HBase has a native export/import feature which is actually two MR jobs. These jobs are located in the HBase codebase (contained in hbase-0.xx.x.jar under Import and Export), and so, as a normal MR job, you simple need to configure the Hadoop classpath to be aware of the jars that these MR jobs need, and then run them.
The easiest way to alter Hadoop’s classpath is to configure hadoop-env.sh. By default, hadoop-env.sh has a commented-out line near the top, that looks like:
# Extra Java CLASSPATH elements. Optional.
#export HADOOP_CLASSPATH=
Using this information, I updated hadoop-env.sh to:
export HBASE_HOME=/path/to/apache-hbase export HADOOP_CLASSPATH=$HBASE_HOME/hbase-0.20.3.jar:$HBASE_HOME:$HBASE_HOME/lib/zookeeper-3.2.2.jar:$HBASE_HOME/conf
Note: once you update hadoop-env.sh, you will need to restart tasktracker and jobtracker, which is most easily done by running stop-mapred.sh then start-mapred.sh located in /path/to/apache-hadoop/bin.

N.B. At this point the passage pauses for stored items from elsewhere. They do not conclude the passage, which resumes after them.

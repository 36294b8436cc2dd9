//! End-to-end tests of the transport layer facade against literal frames

use std::cell::RefCell;
use std::rc::Rc;

use pretty_assertions::assert_eq;

use docan_test::frame_bytes;
use docan_transport::address::{
    DataLinkAddressPair, MapAddressConverter, RoutingEntry, TransportAddressPair,
};
use docan_transport::codec::FrameCodec;
use docan_transport::layer::{TransportLayer, TransportLayerConfig};
use docan_transport::message::{
    ProcessingResult, ProviderError, TransportMessage, TransportMessageListener,
    TransportMessageProcessedListener, TransportMessageProvider,
};
use docan_transport::params::TransportParameters;
use docan_transport::datalink::FrameTransmitter;
use docan_transport::types::{DataLinkAddress, MessageSize};

#[ctor::ctor]
fn setup_test_logging() {
    docan_test::init_test_logging();
}

#[derive(Default)]
struct Harness {
    buffers: Vec<TransportMessage>,
    received: Vec<(u16, u16, Vec<u8>)>,
}

impl Harness {
    fn with_buffers(count: usize) -> Self {
        let mut harness = Self::default();
        for _ in 0..count {
            harness.buffers.push(TransportMessage::new(256));
        }
        harness
    }
}

impl TransportMessageProvider for Harness {
    fn get_transport_message(
        &mut self,
        _source_id: u16,
        _target_id: u16,
        payload_length: MessageSize,
        _first_frame_data: &[u8],
    ) -> Result<TransportMessage, ProviderError> {
        let fits = |message: &TransportMessage| message.capacity() >= usize::from(payload_length);
        match self.buffers.iter().position(fits) {
            Some(position) => Ok(self.buffers.remove(position)),
            None => Err(ProviderError::NoMessageAvailable),
        }
    }

    fn release_transport_message(&mut self, message: TransportMessage) {
        self.buffers.push(message);
    }
}

impl TransportMessageListener for Harness {
    fn message_received(&mut self, message: TransportMessage) -> Result<(), TransportMessage> {
        self.received.push((
            message.source_id(),
            message.target_id(),
            message.payload().to_vec(),
        ));
        self.buffers.push(message);
        Ok(())
    }
}

#[derive(Default)]
struct ProcessedRecorder {
    completed: Vec<(Vec<u8>, ProcessingResult)>,
}

impl TransportMessageProcessedListener for ProcessedRecorder {
    fn transport_message_processed(&mut self, message: TransportMessage, result: ProcessingResult) {
        self.completed.push((message.payload().to_vec(), result));
    }
}

#[derive(Clone, Default)]
struct FrameRecorder {
    frames: Rc<RefCell<Vec<(DataLinkAddress, Vec<u8>)>>>,
}

impl FrameRecorder {
    fn take(&self) -> Vec<(DataLinkAddress, Vec<u8>)> {
        self.frames.borrow_mut().drain(..).collect()
    }
}

impl FrameTransmitter for FrameRecorder {
    fn send_frame(&mut self, address: DataLinkAddress, payload: &[u8]) -> bool {
        self.frames.borrow_mut().push((address, payload.to_vec()));
        true
    }
}

type Layer = TransportLayer<MapAddressConverter, Harness, ProcessedRecorder, FrameRecorder>;

fn server_converter() -> MapAddressConverter {
    MapAddressConverter::new(vec![
        RoutingEntry {
            transport: TransportAddressPair::new(0xF1, 0x10),
            data_link: DataLinkAddressPair::new(0x700, 0x708),
            codec: FrameCodec::OPTIMIZED_CLASSICAL,
        },
        RoutingEntry {
            transport: TransportAddressPair::new(0xF1, 0xDF),
            data_link: DataLinkAddressPair::functional(0x7DF),
            codec: FrameCodec::OPTIMIZED_CLASSICAL,
        },
    ])
    .unwrap()
}

fn server(recorder: FrameRecorder, parameters: TransportParameters) -> Layer {
    let layer = TransportLayer::new(
        server_converter(),
        Harness::with_buffers(2),
        ProcessedRecorder::default(),
        recorder,
        parameters,
        TransportLayerConfig::default(),
    );
    layer.init();
    layer
}

#[test]
fn test_functional_single_frame_tester_present() {
    let recorder = FrameRecorder::default();
    let mut layer = server(recorder.clone(), TransportParameters::default());

    layer.frame_received(0x7DF, &frame_bytes("02 3E 80 00 00 00 00 00"), 0);

    assert_eq!(
        layer.receiver().provider().received,
        vec![(0xF1, 0xDF, vec![0x3E, 0x80])]
    );
    // nothing emitted, no receiver remains in the list
    assert_eq!(recorder.take(), vec![]);
    assert_eq!(layer.receiver().active_count(), 0);
}

#[test]
fn test_segmented_receive_of_ten_bytes() {
    let recorder = FrameRecorder::default();
    let mut layer = server(recorder.clone(), TransportParameters::default());

    layer.frame_received(0x700, &frame_bytes("10 0A A1 A2 A3 A4 A5 A6"), 0);
    // one CTS between the first and the consecutive frame
    assert_eq!(recorder.take(), vec![(0x708, frame_bytes("30 00 00"))]);

    layer.frame_received(0x700, &frame_bytes("21 A7 A8 A9 AA 00 00 00"), 10);

    assert_eq!(
        layer.receiver().provider().received,
        vec![(0xF1, 0x10, frame_bytes("A1 A2 A3 A4 A5 A6 A7 A8 A9 AA"))]
    );
    assert_eq!(layer.receiver().active_count(), 0);
}

#[test]
fn test_frames_for_other_addresses_are_ignored() {
    let recorder = FrameRecorder::default();
    let mut layer = server(recorder.clone(), TransportParameters::default());

    layer.frame_received(0x123, &frame_bytes("02 3E 80"), 0);
    layer.frame_received(0x700, &frame_bytes("4F 00"), 0);

    assert_eq!(layer.receiver().provider().received, vec![]);
    assert_eq!(recorder.take(), vec![]);
}

#[test]
fn test_send_without_route_is_rejected() {
    let recorder = FrameRecorder::default();
    let mut layer = server(recorder, TransportParameters::default());

    let message = TransportMessage::with_payload(0x10, 0x55, &[0x50, 0x01]);
    assert!(layer.send(message, 0).is_err());
}

#[test]
fn test_round_trip_through_two_layers() {
    let client_recorder = FrameRecorder::default();
    let server_recorder = FrameRecorder::default();

    // the client talks 0x10 -> 0xF1 inverted: data frames out on 0x700,
    // flow control back on 0x708
    let client_converter = MapAddressConverter::new(vec![RoutingEntry {
        transport: TransportAddressPair::new(0x10, 0xF1),
        data_link: DataLinkAddressPair::new(0x708, 0x700),
        codec: FrameCodec::OPTIMIZED_CLASSICAL,
    }])
    .unwrap();
    let mut client: Layer = TransportLayer::new(
        client_converter,
        Harness::with_buffers(1),
        ProcessedRecorder::default(),
        client_recorder.clone(),
        TransportParameters::default(),
        TransportLayerConfig::default(),
    );
    client.init();

    let server_parameters = TransportParameters {
        max_block_size: 2,
        ..TransportParameters::default()
    };
    let mut server = server(server_recorder.clone(), server_parameters);

    let payload: Vec<u8> = (0..40).map(|i| i as u8).collect();
    client
        .send(TransportMessage::with_payload(0xF1, 0x10, &payload), 0)
        .unwrap();

    let mut now = 0u32;
    for _ in 0..100 {
        for (address, frame) in client_recorder.take() {
            server.frame_received(address, &frame, now);
        }
        for (address, frame) in server_recorder.take() {
            client.frame_received(address, &frame, now);
        }
        now += 100;
        client.tick(now);
        server.cyclic_task(now);
    }

    assert_eq!(
        server.receiver().provider().received,
        vec![(0xF1, 0x10, payload.clone())]
    );
    assert_eq!(
        client.transmitter().listener().completed,
        vec![(payload, ProcessingResult::Processed)]
    );
    assert_eq!(client.transmitter().active_count(), 0);
    assert_eq!(server.receiver().active_count(), 0);
}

Note: don’t try to set HBASE_HOME or HADOOP_CLASSPATH in your local terminal profile if this is the first time trying this–stick to configuring them in hadoop-env.sh. The reason is that hadoop runs jobs by creating an SSH terminal, and depending on your system’s settings, your local terminal settings may or may not take effect in this hadoop-created SSH terminal.
Ok, now you are ready to export your table. To see all of the export options, you can run:
bin/hadoop jar /path/to/hbase-0.20.3.jar export
Usage: Export <tablename> <outputdir> [<versions> [<starttime> [<endtime>]]]
To export the current version of the entire table, just supply tablename and outputdir. Note that outputdir will actually export to HDFS, not your local filesystem. In my case, the hbase cluster that I was exporting the table from had no direct IP access to my destination hbase cluster, so I had to get the files out of hdfs and into a local directory so that I could move them manually.
So, let’s export:
bin/hadoop jar /path/to/hbase-0.20.3.jar export your_table /export/your_table
Our hbase table is in HDFS under /export/your_table. Let’s get the entire table into your local filesystem (hopefully your hbase table isn’t huge!), by running:
bin/hadoop -copyToLocal /export/your_table /somewhere/local
I then scp -r /somewhere/local to my local dev station (where my other hbase ‘cluster’ is). With the file on my dev system after the copy, we need to get the file back into HDFS, and then run the import MR job.
Copy from your system’s harddrive to HDFS:
bin/hadoop -copyFromLocal /somewhere/local /import/your_table
bin/hadoop jar /path/to/hbase-0.20.3.jar import your_table /import/your_table
Note: If you were copying large amounts of data between clusters, SCP copying probably isn’t a real good solution. Hadoop has a feature called distcp, which can be used to leverage the power of the two clusters to copy large amounts of data. You can read more about that here.
Finally, I want to give a huge amount of thanks to jdcryans, who literally bootstrapped me through the entire process. Without him and his constant help in IRC, I don’t know what I’d do (and many others, I’m sure).